BEGIN The data
#[cfg(test)]
mod tests {
    use super::*;
    use crate::persistence::MemoryPersistence;
    use futures_util::StreamExt;
    use onefast_core::ManualClock;
    use std::sync::Arc;

    const T: i64 = 1_705_000_000_000;

    async fn store_at(now: i64) -> (FastingStateStore<MemoryPersistence>, MemoryPersistence, ManualClock) {
        let backend = MemoryPersistence::new();
        let clock = ManualClock::new(now);
        let store = FastingStateStore::open(backend.clone(), clock.clone()).await;
        (store, backend, clock)
    }

    #[tokio::test]
    async fn fresh_store_yields_default() {
        let (store, _, _) = store_at(T).await;
        let mut sub = store.subscribe();
        assert_eq!(sub.next().await.unwrap().unwrap(), FastingSession::default());
    }

    #[tokio::test]
    async fn subscriber_sees_current_then_changes_in_order() {
        let (store, _, clock) = store_at(T).await;
        let mut sub = store.subscribe();

        store
            .apply_local(LocalMutation::Start { start_time_millis: T })
            .await
            .unwrap();
        clock.advance(1_000);
        store
            .apply_local(LocalMutation::ChangeGoal { goal_id: "18:6".into() })
            .await
            .unwrap();

        assert!(!sub.next().await.unwrap().unwrap().is_fasting);
        let started = sub.next().await.unwrap().unwrap();
        assert!(started.is_fasting);
        assert_eq!(started.start_time_millis, T);
        assert_eq!(started.last_updated_millis, T);
        let changed = sub.next().await.unwrap().unwrap();
        assert_eq!(changed.fasting_goal_id, "18:6");
        assert_eq!(changed.last_updated_millis, T + 1_000);
    }

    #[tokio::test]
    async fn late_subscriber_gets_current_value_first() {
        let (store, _, _) = store_at(T).await;
        store
            .apply_local(LocalMutation::Start { start_time_millis: T })
            .await
            .unwrap();

        let mut sub = store.subscribe();
        assert!(sub.next().await.unwrap().unwrap().is_fasting);
    }

    #[tokio::test]
    async fn stop_clears_start_and_keeps_goal() {
        let (store, _, _) = store_at(T).await;
        store
            .apply_local(LocalMutation::Start { start_time_millis: T })
            .await
            .unwrap();
        let stopped = store
            .apply_local(LocalMutation::Stop { goal_id: "20:4".into() })
            .await
            .unwrap();

        assert!(!stopped.is_fasting);
        assert_eq!(stopped.start_time_millis, UNSET_START_TIME);
        assert_eq!(stopped.fasting_goal_id, "20:4");
    }

    #[tokio::test]
    async fn stop_twice_is_idempotent() {
        let (store, _, clock) = store_at(T).await;
        store
            .apply_local(LocalMutation::Start { start_time_millis: T })
            .await
            .unwrap();
        let first = store
            .apply_local(LocalMutation::Stop { goal_id: "18:6".into() })
            .await
            .unwrap();
        clock.advance(10);
        let second = store
            .apply_local(LocalMutation::Stop { goal_id: "18:6".into() })
            .await
            .unwrap();

        assert_eq!(
            FastingSession {
                last_updated_millis: first.last_updated_millis,
                ..second.clone()
            },
            first
        );
        assert!(second.last_updated_millis > first.last_updated_millis);
    }

    #[tokio::test]
    async fn reschedule_keeps_fasting_flag() {
        let (store, _, _) = store_at(T).await;
        store
            .apply_local(LocalMutation::Start { start_time_millis: T })
            .await
            .unwrap();
        let moved = store
            .apply_local(LocalMutation::Reschedule {
                start_time_millis: T - 3_600_000,
            })
            .await
            .unwrap();
        assert!(moved.is_fasting);
        assert_eq!(moved.start_time_millis, T - 3_600_000);
    }

    #[tokio::test]
    async fn local_stamp_never_goes_backwards() {
        let (store, _, clock) = store_at(T).await;
        store
            .apply_local(LocalMutation::Start { start_time_millis: T })
            .await
            .unwrap();

        clock.set(T - 60_000);
        let session = store
            .apply_local(LocalMutation::ChangeGoal { goal_id: "12:12".into() })
            .await
            .unwrap();
        assert_eq!(session.last_updated_millis, T);
    }

    #[tokio::test]
    async fn remote_update_is_applied_verbatim() {
        let (store, _, _) = store_at(T).await;
        store
            .apply_local(LocalMutation::Start { start_time_millis: T })
            .await
            .unwrap();

        let session = store
            .apply_remote(RemoteUpdate {
                is_fasting: false,
                start_time_millis: -1,
                fasting_goal_id: "36h".into(),
                last_updated_millis: T - 5_000,
            })
            .await
            .unwrap();
        assert!(!session.is_fasting);
        assert_eq!(session.fasting_goal_id, "36h");
        assert_eq!(session.last_updated_millis, T - 5_000);
    }

    #[tokio::test]
    async fn transient_field_failure_falls_back_per_field() {
        let (store, backend, _) = store_at(T).await;
        store
            .apply_local(LocalMutation::Start { start_time_millis: T })
            .await
            .unwrap();
        store
            .apply_local(LocalMutation::ChangeGoal { goal_id: "18:6".into() })
            .await
            .unwrap();

        backend.inject_read_fault(
            keys::START_TIME,
            PersistenceError::Decode {
                key: keys::START_TIME.into(),
                reason: "corrupt".into(),
            },
        );

        let session = store.snapshot().await.unwrap();
        assert!(session.is_fasting);
        assert_eq!(session.start_time_millis, UNSET_START_TIME);
        assert_eq!(session.fasting_goal_id, "18:6");
        assert_eq!(session.last_updated_millis, T);
    }

    #[tokio::test]
    async fn transient_load_failure_yields_defaults() {
        let backend = MemoryPersistence::new();
        backend.fail_next_load(PersistenceError::Io("disk asleep".into()));
        let store = FastingStateStore::open(backend, ManualClock::new(T)).await;

        let mut sub = store.subscribe();
        assert_eq!(sub.next().await.unwrap().unwrap(), FastingSession::default());
    }

    #[tokio::test]
    async fn contract_failure_reaches_subscribers() {
        let backend = MemoryPersistence::new();
        backend.fail_next_load(PersistenceError::Contract("no such table".into()));
        let store = FastingStateStore::open(backend, ManualClock::new(T)).await;

        let mut sub = store.subscribe();
        let first = sub.next().await.unwrap();
        assert!(matches!(
            first,
            Err(StoreError::Persistence(PersistenceError::Contract(_)))
        ));
    }

    #[tokio::test]
    async fn committed_write_survives_contract_fault_on_read_back() {
        let (store, backend, _) = store_at(T).await;
        store
            .apply_local(LocalMutation::ChangeGoal { goal_id: "20:4".into() })
            .await
            .unwrap();
        let mut sub = store.subscribe();
        sub.next().await.unwrap().unwrap();

        backend.inject_read_fault(
            keys::FASTING_GOAL_ID,
            PersistenceError::Contract("schema drift".into()),
        );
        let session = store
            .apply_local(LocalMutation::Start { start_time_millis: T })
            .await
            .unwrap();

        assert!(session.is_fasting);
        assert_eq!(session.start_time_millis, T);
        assert_eq!(session.fasting_goal_id, "20:4");
        assert_eq!(backend.stored().get_bool(keys::IS_FASTING).unwrap(), Some(true));
        assert!(matches!(
            sub.next().await.unwrap(),
            Err(StoreError::Persistence(PersistenceError::Contract(_)))
        ));
        assert!(store.latest().is_err());
    }

    #[tokio::test]
    async fn failed_write_is_not_published() {
        let (store, backend, _) = store_at(T).await;
        let mut sub = store.subscribe();
        sub.next().await.unwrap().unwrap();

        backend.fail_next_update(PersistenceError::Io("full".into()));
        let result = store
            .apply_local(LocalMutation::Start { start_time_millis: T })
            .await;
        assert!(result.is_err());
        assert!(!store.latest().unwrap().is_fasting);

        store
            .apply_local(LocalMutation::ChangeGoal { goal_id: "20:4".into() })
            .await
            .unwrap();
        let next = sub.next().await.unwrap().unwrap();
        assert!(!next.is_fasting);
        assert_eq!(next.fasting_goal_id, "20:4");
    }

    #[tokio::test]
    async fn lagging_subscriber_skips_ahead() {
        let backend = MemoryPersistence::new();
        let store = FastingStateStore::with_capacity(backend, ManualClock::new(T), 1).await;
        let mut sub = store.subscribe();

        for goal in ["12:12", "18:6", "20:4"] {
            store
                .apply_local(LocalMutation::ChangeGoal { goal_id: goal.into() })
                .await
                .unwrap();
        }

        sub.next().await.unwrap().unwrap();
        let newest = sub.next().await.unwrap().unwrap();
        assert_eq!(newest.fasting_goal_id, "20:4");
    }

    #[tokio::test]
    async fn refresh_publishes_external_changes() {
        let (store, backend, _) = store_at(T).await;
        let mut sub = store.subscribe();
        sub.next().await.unwrap().unwrap();

        // Another process writes to the shared backend.
        backend
            .update(Box::new(|prefs| prefs.set(keys::IS_FASTING, PrefValue::Bool(true))))
            .await
            .unwrap();

        store.refresh().await.unwrap();
        assert!(sub.next().await.unwrap().unwrap().is_fasting);
    }

    #[tokio::test]
    async fn refresh_keeps_last_value_on_transient_load_failure() {
        let (store, backend, _) = store_at(T).await;
        store
            .apply_local(LocalMutation::Start { start_time_millis: T })
            .await
            .unwrap();
        let mut sub = store.subscribe();
        sub.next().await.unwrap().unwrap();

        backend.fail_next_load(PersistenceError::Io("disk asleep".into()));
        assert!(store.refresh().await.unwrap().is_fasting);
        assert!(store.latest().unwrap().is_fasting);

        store
            .apply_local(LocalMutation::ChangeGoal { goal_id: "18:6".into() })
            .await
            .unwrap();
        let next = sub.next().await.unwrap().unwrap();
        assert!(next.is_fasting);
        assert_eq!(next.fasting_goal_id, "18:6");
    }

    #[tokio::test]
    async fn concurrent_writers_are_serialised() {
        let (store, _, clock) = store_at(T).await;
        let store = Arc::new(store);
        let mut sub = store.subscribe();
        sub.next().await.unwrap().unwrap();

        let mut handles = Vec::new();
        for i in 0..10 {
            let store = store.clone();
            let clock = clock.clone();
            handles.push(tokio::spawn(async move {
                clock.advance(1);
                store
                    .apply_local(LocalMutation::Reschedule {
                        start_time_millis: T + i,
                    })
                    .await
                    .unwrap()
            }));
        }
        for handle in handles {
            handle.await.unwrap();
        }

        let mut last_stamp = 0;
        for _ in 0..10 {
            let session = sub.next().await.unwrap().unwrap();
            assert!(session.last_updated_millis >= last_stamp);
            last_stamp = session.last_updated_millis;
        }
        assert_eq!(store.latest().unwrap(), store.snapshot().await.unwrap());
    }

    #[tokio::test]
    async fn stream_adapter_yields_values() {
        let (store, _, _) = store_at(T).await;
        let stream = store.subscribe().into_stream();
        store
            .apply_local(LocalMutation::Start { start_time_millis: T })
            .await
            .unwrap();

        let values: Vec<_> = stream.take(2).collect().await;
        assert!(!values[0].as_ref().unwrap().is_fasting);
        assert!(values[1].as_ref().unwrap().is_fasting);
    }

    #[tokio::test]
    async fn subscription_ends_when_store_drops() {
        let (store, _, _) = store_at(T).await;
        let mut sub = store.subscribe();
        drop(store);
        assert!(sub.next().await.unwrap().is_ok());
        assert!(sub.next().await.is_none());
    }
}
END The data
**Task to complete:**
Within the data, count the lines that hold the word "PersistenceError". Answer with the figure and nothing more.

**Answer section:**
8